===== Exercise data =====
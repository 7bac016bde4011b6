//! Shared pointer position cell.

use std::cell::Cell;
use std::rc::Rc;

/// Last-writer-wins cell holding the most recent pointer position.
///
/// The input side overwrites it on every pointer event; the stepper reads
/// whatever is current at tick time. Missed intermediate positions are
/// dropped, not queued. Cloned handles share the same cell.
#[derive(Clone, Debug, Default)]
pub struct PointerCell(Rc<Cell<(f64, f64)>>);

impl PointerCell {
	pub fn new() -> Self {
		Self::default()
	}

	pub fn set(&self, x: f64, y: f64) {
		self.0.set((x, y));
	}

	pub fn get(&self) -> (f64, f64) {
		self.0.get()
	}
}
=====
• What to do: Within the entries, find all lines that contain "PointerCell" and copy each one.

• Expected answer:
pub struct PointerCell(Rc<Cell<(f64, f64)>>);
impl PointerCell {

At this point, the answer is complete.